DATA section start

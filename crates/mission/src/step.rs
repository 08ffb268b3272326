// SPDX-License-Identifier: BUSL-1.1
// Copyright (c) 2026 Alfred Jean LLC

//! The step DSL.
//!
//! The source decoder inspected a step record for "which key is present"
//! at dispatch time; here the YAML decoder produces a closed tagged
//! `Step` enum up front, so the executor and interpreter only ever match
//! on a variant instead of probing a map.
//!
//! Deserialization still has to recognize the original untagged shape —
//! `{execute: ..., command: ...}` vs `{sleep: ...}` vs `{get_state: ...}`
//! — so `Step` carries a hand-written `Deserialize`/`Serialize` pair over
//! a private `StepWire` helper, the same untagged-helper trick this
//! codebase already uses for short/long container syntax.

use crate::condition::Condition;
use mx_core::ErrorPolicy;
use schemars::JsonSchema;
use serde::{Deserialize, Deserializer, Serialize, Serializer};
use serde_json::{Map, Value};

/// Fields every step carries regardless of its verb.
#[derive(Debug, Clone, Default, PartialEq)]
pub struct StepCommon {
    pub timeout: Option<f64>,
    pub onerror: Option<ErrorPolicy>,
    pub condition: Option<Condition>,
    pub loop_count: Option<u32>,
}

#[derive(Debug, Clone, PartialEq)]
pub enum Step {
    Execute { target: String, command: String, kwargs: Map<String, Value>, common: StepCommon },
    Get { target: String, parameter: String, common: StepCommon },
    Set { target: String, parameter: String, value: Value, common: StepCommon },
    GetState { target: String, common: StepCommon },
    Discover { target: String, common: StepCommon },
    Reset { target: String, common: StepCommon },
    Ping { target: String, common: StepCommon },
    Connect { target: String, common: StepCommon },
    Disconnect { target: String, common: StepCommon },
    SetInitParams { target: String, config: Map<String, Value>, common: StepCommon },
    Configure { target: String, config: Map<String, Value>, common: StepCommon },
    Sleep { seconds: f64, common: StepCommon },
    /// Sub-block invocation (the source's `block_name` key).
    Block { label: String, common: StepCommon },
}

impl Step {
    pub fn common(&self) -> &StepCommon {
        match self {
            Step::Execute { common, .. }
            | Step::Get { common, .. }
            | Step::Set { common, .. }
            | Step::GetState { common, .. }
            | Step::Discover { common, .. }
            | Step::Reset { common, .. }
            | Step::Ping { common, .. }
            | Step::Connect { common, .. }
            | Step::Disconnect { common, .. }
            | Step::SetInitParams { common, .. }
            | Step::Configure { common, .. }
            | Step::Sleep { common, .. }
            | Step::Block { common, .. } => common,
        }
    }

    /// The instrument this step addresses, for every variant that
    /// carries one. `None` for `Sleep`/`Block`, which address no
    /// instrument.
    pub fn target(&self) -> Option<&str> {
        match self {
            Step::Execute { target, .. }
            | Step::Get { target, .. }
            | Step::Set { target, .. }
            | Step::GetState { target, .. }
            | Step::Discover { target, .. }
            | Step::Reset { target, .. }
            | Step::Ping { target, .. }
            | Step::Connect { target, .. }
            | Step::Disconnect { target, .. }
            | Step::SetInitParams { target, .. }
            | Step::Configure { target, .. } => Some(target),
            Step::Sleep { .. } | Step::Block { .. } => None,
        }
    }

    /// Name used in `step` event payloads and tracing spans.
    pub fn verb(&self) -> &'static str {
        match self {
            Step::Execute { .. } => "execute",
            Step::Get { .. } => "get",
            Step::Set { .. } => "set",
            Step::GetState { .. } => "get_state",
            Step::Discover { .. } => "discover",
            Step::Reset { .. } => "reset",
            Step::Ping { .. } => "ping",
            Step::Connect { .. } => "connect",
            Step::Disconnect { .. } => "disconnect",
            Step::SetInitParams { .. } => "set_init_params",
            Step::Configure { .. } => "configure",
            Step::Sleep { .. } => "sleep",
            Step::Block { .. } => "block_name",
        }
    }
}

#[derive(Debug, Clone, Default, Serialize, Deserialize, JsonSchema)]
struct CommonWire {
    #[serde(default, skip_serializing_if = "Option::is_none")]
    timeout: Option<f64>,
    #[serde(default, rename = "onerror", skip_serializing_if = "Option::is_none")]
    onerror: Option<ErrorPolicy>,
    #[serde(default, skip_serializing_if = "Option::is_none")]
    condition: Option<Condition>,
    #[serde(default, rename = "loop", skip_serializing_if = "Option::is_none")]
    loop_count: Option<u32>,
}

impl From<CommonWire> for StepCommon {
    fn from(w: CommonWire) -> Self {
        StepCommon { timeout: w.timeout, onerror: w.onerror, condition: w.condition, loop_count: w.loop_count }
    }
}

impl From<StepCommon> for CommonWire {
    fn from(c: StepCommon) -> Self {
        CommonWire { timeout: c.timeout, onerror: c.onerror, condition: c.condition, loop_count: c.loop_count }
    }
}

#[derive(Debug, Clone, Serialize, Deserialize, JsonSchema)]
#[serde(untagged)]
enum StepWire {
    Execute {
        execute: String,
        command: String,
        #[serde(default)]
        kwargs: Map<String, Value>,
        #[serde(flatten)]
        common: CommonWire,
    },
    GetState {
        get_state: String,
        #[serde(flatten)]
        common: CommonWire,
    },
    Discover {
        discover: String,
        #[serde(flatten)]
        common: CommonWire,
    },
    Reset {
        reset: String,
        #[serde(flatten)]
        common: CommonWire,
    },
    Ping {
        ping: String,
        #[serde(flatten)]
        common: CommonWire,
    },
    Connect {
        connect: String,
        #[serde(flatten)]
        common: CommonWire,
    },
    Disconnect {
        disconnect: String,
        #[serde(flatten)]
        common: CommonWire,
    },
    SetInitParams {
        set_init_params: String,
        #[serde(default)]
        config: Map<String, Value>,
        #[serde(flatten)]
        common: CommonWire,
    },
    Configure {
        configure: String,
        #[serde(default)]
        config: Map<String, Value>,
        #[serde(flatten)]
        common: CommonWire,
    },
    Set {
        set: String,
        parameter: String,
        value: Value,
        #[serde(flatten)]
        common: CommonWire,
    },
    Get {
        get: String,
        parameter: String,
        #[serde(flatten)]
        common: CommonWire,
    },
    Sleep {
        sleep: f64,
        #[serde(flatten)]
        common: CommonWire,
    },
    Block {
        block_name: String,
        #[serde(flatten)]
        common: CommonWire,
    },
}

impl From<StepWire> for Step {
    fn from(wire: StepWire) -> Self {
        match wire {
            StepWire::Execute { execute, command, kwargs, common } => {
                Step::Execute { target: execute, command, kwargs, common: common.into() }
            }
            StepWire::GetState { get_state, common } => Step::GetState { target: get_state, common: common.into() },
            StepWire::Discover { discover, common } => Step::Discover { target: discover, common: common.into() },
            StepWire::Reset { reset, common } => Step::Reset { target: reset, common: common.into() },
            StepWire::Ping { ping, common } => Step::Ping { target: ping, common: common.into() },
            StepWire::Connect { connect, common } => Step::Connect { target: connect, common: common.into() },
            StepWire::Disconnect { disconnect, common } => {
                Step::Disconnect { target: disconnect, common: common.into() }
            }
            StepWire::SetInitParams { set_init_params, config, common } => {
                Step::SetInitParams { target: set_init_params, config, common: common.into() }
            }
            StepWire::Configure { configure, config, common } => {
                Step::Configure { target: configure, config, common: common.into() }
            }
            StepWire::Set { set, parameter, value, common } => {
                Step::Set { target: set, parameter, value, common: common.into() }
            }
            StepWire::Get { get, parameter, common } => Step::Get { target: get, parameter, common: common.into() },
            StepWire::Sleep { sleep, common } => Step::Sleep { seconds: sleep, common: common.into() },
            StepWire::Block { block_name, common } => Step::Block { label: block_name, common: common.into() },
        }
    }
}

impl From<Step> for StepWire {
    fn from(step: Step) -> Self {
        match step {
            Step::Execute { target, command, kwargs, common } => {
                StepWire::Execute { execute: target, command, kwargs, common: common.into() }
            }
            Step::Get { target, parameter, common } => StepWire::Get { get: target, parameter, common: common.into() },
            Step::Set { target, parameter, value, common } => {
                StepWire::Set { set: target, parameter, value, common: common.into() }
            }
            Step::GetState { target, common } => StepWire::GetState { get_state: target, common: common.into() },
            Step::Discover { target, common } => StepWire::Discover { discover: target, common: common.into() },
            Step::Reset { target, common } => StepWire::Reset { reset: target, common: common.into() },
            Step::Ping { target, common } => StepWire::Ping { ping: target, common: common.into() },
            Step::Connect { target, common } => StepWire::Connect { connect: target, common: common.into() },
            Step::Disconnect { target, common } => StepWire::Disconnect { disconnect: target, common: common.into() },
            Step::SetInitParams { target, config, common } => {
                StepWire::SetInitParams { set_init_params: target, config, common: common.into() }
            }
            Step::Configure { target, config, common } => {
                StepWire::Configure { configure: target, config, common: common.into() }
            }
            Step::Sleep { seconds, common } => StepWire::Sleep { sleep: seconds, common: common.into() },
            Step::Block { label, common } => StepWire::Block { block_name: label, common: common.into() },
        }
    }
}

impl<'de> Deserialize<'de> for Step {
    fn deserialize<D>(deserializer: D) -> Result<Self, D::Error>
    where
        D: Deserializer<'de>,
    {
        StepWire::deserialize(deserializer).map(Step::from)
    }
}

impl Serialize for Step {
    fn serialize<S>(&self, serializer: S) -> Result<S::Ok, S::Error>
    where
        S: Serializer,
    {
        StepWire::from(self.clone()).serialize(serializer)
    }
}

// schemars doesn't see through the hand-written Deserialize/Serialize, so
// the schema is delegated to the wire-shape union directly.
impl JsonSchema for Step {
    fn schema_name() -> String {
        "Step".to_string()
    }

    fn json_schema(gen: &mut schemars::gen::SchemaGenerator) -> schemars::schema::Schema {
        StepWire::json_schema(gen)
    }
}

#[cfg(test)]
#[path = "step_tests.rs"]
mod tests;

DATA section end

## HOW TO COMPLETE THIS TASK
Pick out each line above that includes "schemars" and show it.

## ANSWER TO THIS PROBLEM
use schemars::JsonSchema;
// schemars doesn't see through the hand-written Deserialize/Serialize, so
    fn json_schema(gen: &mut schemars::gen::SchemaGenerator) -> schemars::schema::Schema {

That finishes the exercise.